Son œuvre ravive « les heures chaudes de Montparnasse », cette ébullition artistique et amicale qui prenait racine dans l’atmosphère enfumée des cafés du carrefour Vavin. On y voit Alberto Giacometti, Victor Brauner, Anton Prinner que Savitry photographia dans l’intimité de leurs ateliers, Samuel Granowski qu’il saisit au zinc de la Rotonde, Pablo Neruda de retour d’Espagne après la victoire de Franco, ici photographié à la Coupole en compagnie de Paul Grimault et quelques amis latino-américains en deuil de l’Espagne républicaine qu’il avait toujours soutenue.
C’est à son retour des îles du Pacifique où il avait fui un succès trop vite acquis lors de sa première exposition de peinture à la galerie Zborowski en 1929 et qui l’effrayait, qu’il fait la connaissance de Django Reinhardt sur le port de Toulon. Il offre le gîte et le couvert au guitariste manouche encore inconnu et lui révèle la musique de Duke Ellington et Louis Armstrong. La famille Reinhardt rejoindra bientôt Savitry à Paris et trouvera refuge quelque temps dans le bel appartement du photographe, boulevard Edgar Quinet, des photographies touchantes en témoignent.

Cette exposition reflète l’atmosphère du Paris des années 1930 à1950 et le parcours d’un photographe proche des surréalistes, du groupe Octobre et des frères Prévert où les lumières drues éclairent des visages de masque, le petit peuple de Pigalle croise la jeunesse jazzy des caves de Saint-Germain-des-Près, les rues de la capitale prennent des allures de décors de cinéma. Ce cinéma en noir et blanc magnifié par Marcel Carné et Jacques Prévert que Savitry accompagnera sur les tournages faisant surgir « l’éblouissante clarté » des Portes de la nuit et la beauté mélancolique d’Anouk Aimée dans La Fleur de l’âge, film maudit et inachevé, tourné à Belle-Ile-en-Mer en 1947. Les photographies de Savitry en sont désormais le seul témoignage visuel à ce jour, les bobines ayant mystérieusement disparu.
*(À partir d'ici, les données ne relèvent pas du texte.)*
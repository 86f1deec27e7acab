//! Pipeline orchestration.
//!
//! One processing cycle: read a PCM frame from the audio source, convert
//! to normalized floats, feed the waveform ring, apply the Hann window,
//! transform, build the zoomed spectral frame, push it onto the waterfall
//! backlog, then sleep out the rest of the update interval. The loop runs
//! on a dedicated thread that exclusively owns the source and all scratch
//! buffers; the renderer only ever sees copy-on-read snapshots.

use std::sync::atomic::{AtomicBool, Ordering};
use std::sync::{Arc, Mutex};
use std::thread::{self, JoinHandle};
use std::time::{Duration, Instant};

use crate::axis::FrequencyAxisMapper;
use crate::config::{PipelineConfig, SharedConfig};
use crate::dsp::fft::{Complex, FftEngine};
use crate::dsp::spectrum::{peak_bin, SpectralFrameBuilder};
use crate::dsp::window::WindowCache;
use crate::error::{Result, SpecfallError};
use crate::history::HistoryBuffer;
use crate::source::AudioSource;
use crate::waveform::WaveformRingBuffer;

/// Floor applied to the configured update interval.
///
/// Policy choice carried over from the original pacing behavior: shorter
/// intervals are accepted in the config but clamped here to bound CPU use
/// and lock contention.
pub const MIN_UPDATE_INTERVAL: Duration = Duration::from_millis(20);

/// Lifecycle of the processing loop.
#[derive(Debug, Clone, Copy, PartialEq, Eq)]
pub enum PipelineState {
    /// Created, loop not yet started.
    Idle,
    /// Loop thread is processing cycles.
    Running,
    /// Loop has been stopped; the source is released.
    Stopped,
}

/// Handle to the spectral analysis pipeline.
///
/// Owns the loop thread and shares the waterfall backlog and waveform ring
/// with it. All renderer-facing reads go through snapshot methods, so the
/// loop never blocks on the renderer beyond a brief mutex hold.
pub struct Pipeline {
    config: SharedConfig,
    state: PipelineState,
    history: Arc<Mutex<HistoryBuffer>>,
    waveform: Arc<Mutex<WaveformRingBuffer>>,
    stop_flag: Arc<AtomicBool>,
    worker: Option<JoinHandle<()>>,
}

impl Pipeline {
    /// Creates an idle pipeline around a validated configuration handle.
    pub fn new(config: SharedConfig) -> Self {
        let max_history = config.get().max_history_size;
        Pipeline {
            config,
            state: PipelineState::Idle,
            history: Arc::new(Mutex::new(HistoryBuffer::new(max_history))),
            waveform: Arc::new(Mutex::new(WaveformRingBuffer::new())),
            stop_flag: Arc::new(AtomicBool::new(false)),
            worker: None,
        }
    }

    pub fn state(&self) -> PipelineState {
        self.state
    }

    /// Clone of the live configuration handle.
    pub fn config(&self) -> SharedConfig {
        self.config.clone()
    }

    /// Starts the processing loop, pulling frames from `source`.
    ///
    /// The source is started on the caller's thread so acquisition
    /// failures surface here as [`SpecfallError::SourceUnavailable`] and
    /// the loop never begins. Only valid from `Idle`; a repeated call is
    /// logged and ignored.
    pub fn start(&mut self, mut source: Box<dyn AudioSource>) -> Result<()> {
        if self.state != PipelineState::Idle {
            tracing::warn!("start() ignored: pipeline is {:?}", self.state);
            return Ok(());
        }

        let configured_rate = self.config.get().sample_rate;
        if source.sample_rate() != configured_rate {
            return Err(SpecfallError::SourceUnavailable(format!(
                "source delivers {} Hz but the pipeline is configured for {} Hz",
                source.sample_rate(),
                configured_rate
            )));
        }

        source.start()?;

        let config = self.config.clone();
        let history = Arc::clone(&self.history);
        let waveform = Arc::clone(&self.waveform);
        let stop_flag = Arc::clone(&self.stop_flag);

        self.worker = Some(
            thread::Builder::new()
                .name("specfall-loop".into())
                .spawn(move || run_loop(config, history, waveform, stop_flag, source))
                .map_err(|e| {
                    SpecfallError::SourceUnavailable(format!("failed to spawn loop thread: {e}"))
                })?,
        );
        self.state = PipelineState::Running;
        tracing::info!("pipeline started");
        Ok(())
    }

    /// Stops the loop and releases the audio source.
    ///
    /// Idempotent; safe to call from any state, including repeatedly.
    /// Blocks until the loop thread has exited so the source is guaranteed
    /// released on return.
    pub fn stop(&mut self) {
        self.stop_flag.store(true, Ordering::Relaxed);
        if let Some(worker) = self.worker.take() {
            if worker.join().is_err() {
                tracing::error!("pipeline loop thread panicked");
            }
        }
        if self.state == PipelineState::Running {
            self.state = PipelineState::Stopped;
            tracing::info!("pipeline stopped");
        }
    }

    /// Copy of the waterfall backlog, newest frame first.
    pub fn history_snapshot(&self) -> Vec<Vec<f32>> {
        self.history.lock().unwrap().snapshot()
    }

    /// Copy of the waveform ring plus its write cursor.
    pub fn waveform_snapshot(&self) -> (Vec<f32>, usize) {
        self.waveform.lock().unwrap().snapshot()
    }

    /// Frequency of the strongest bin in the most recent spectral frame.
    ///
    /// `None` while the backlog is empty or when the latest frame is
    /// silence.
    pub fn dominant_frequency_hz(&self) -> Option<f32> {
        let config = self.config.get();
        let mapper = FrequencyAxisMapper::new(config.sample_rate, config.fft_size);
        let min_bin = mapper.bin_for_frequency(config.min_frequency_hz);

        let history = self.history.lock().unwrap();
        let frame = history.latest()?;
        let peak = peak_bin(frame)?;
        Some(mapper.frequency_for_bin(min_bin + peak))
    }
}

impl Drop for Pipeline {
    fn drop(&mut self) {
        self.stop();
    }
}

/// Per-cycle scratch owned exclusively by the loop thread, re-sized only
/// when `fft_size` changes between cycles.
struct CycleScratch {
    fft_size: usize,
    engine: FftEngine,
    pcm: Vec<i16>,
    samples: Vec<f32>,
    windowed: Vec<f32>,
    spectrum: Vec<Complex>,
}

impl CycleScratch {
    fn new(fft_size: usize) -> Result<Self> {
        Ok(CycleScratch {
            fft_size,
            engine: FftEngine::new(fft_size)?,
            pcm: vec![0; fft_size],
            samples: vec![0.0; fft_size],
            windowed: vec![0.0; fft_size],
            spectrum: vec![Complex::ZERO; fft_size],
        })
    }
}

fn run_loop(
    config: SharedConfig,
    history: Arc<Mutex<HistoryBuffer>>,
    waveform: Arc<Mutex<WaveformRingBuffer>>,
    stop_flag: Arc<AtomicBool>,
    mut source: Box<dyn AudioSource>,
) {
    let mut window = WindowCache::new();
    let mut builder = SpectralFrameBuilder::new();
    let mut scratch: Option<CycleScratch> = None;

    while !stop_flag.load(Ordering::Relaxed) {
        let cycle_start = Instant::now();
        let cfg = config.get();

        // A cap lowered since last cycle sheds excess frames now, whether
        // or not this cycle produces a push.
        history.lock().unwrap().set_max_len(cfg.max_history_size);

        match scratch {
            Some(ref s) if s.fft_size == cfg.fft_size => {}
            _ => match CycleScratch::new(cfg.fft_size) {
                Ok(s) => scratch = Some(s),
                Err(e) => {
                    // Unreachable while SharedConfig validates edits.
                    tracing::error!("invalid fft_size reached the loop: {e}");
                    break;
                }
            },
        }
        let s = scratch.as_mut().unwrap();

        let read = source.read(&mut s.pcm);
        if read == s.fft_size {
            process_cycle(&cfg, s, &mut window, &mut builder, &history, &waveform);
        } else {
            tracing::debug!("short read ({read} of {}), cycle skipped", s.fft_size);
        }

        let interval = Duration::from_millis(cfg.update_interval_ms).max(MIN_UPDATE_INTERVAL);
        if let Some(remaining) = interval.checked_sub(cycle_start.elapsed()) {
            thread::sleep(remaining);
        }
    }

    source.stop();
    tracing::debug!("pipeline loop exited, source released");
}

fn process_cycle(
    cfg: &PipelineConfig,
    s: &mut CycleScratch,
    window: &mut WindowCache,
    builder: &mut SpectralFrameBuilder,
    history: &Mutex<HistoryBuffer>,
    waveform: &Mutex<WaveformRingBuffer>,
) {
    // PCM to normalized floats in [-1, 1].
    for (out, &pcm) in s.samples.iter_mut().zip(s.pcm.iter()) {
        *out = pcm as f32 / i16::MAX as f32;
    }

    // Raw (unwindowed) samples feed the waveform display.
    waveform.lock().unwrap().write(&s.samples);

    let coeffs = window.get(s.fft_size);
    for ((out, &sample), &w) in s.windowed.iter_mut().zip(s.samples.iter()).zip(coeffs) {
        *out = sample * w;
    }

    // Scratch sizes are kept in lockstep with fft_size, so this only fails
    // on an internal bug; the frame is dropped rather than the loop killed.
    if let Err(e) = s.engine.process_real(&s.windowed, &mut s.spectrum) {
        tracing::error!("FFT failed: {e}");
        return;
    }

    let frame = builder.build(
        &s.spectrum,
        cfg.sample_rate,
        cfg.min_frequency_hz,
        cfg.max_frequency_hz(),
    );

    // One lock hold per push keeps frames atomic: a snapshot sees a frame
    // entirely or not at all.
    history.lock().unwrap().push(frame);
}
L’exposition nous imprègne de ce réalisme poétique que Savitry partageait avec Brassaï, Willy Ronis et Robert Doisneau avec qui il fit équipe au sein de l’agence Rapho. Elle nous rappelle à chaque silhouette de ces nus aux galbes harmonieux que le photographe n’a jamais abandonné les thèmes chers au peintre qu’il demeure.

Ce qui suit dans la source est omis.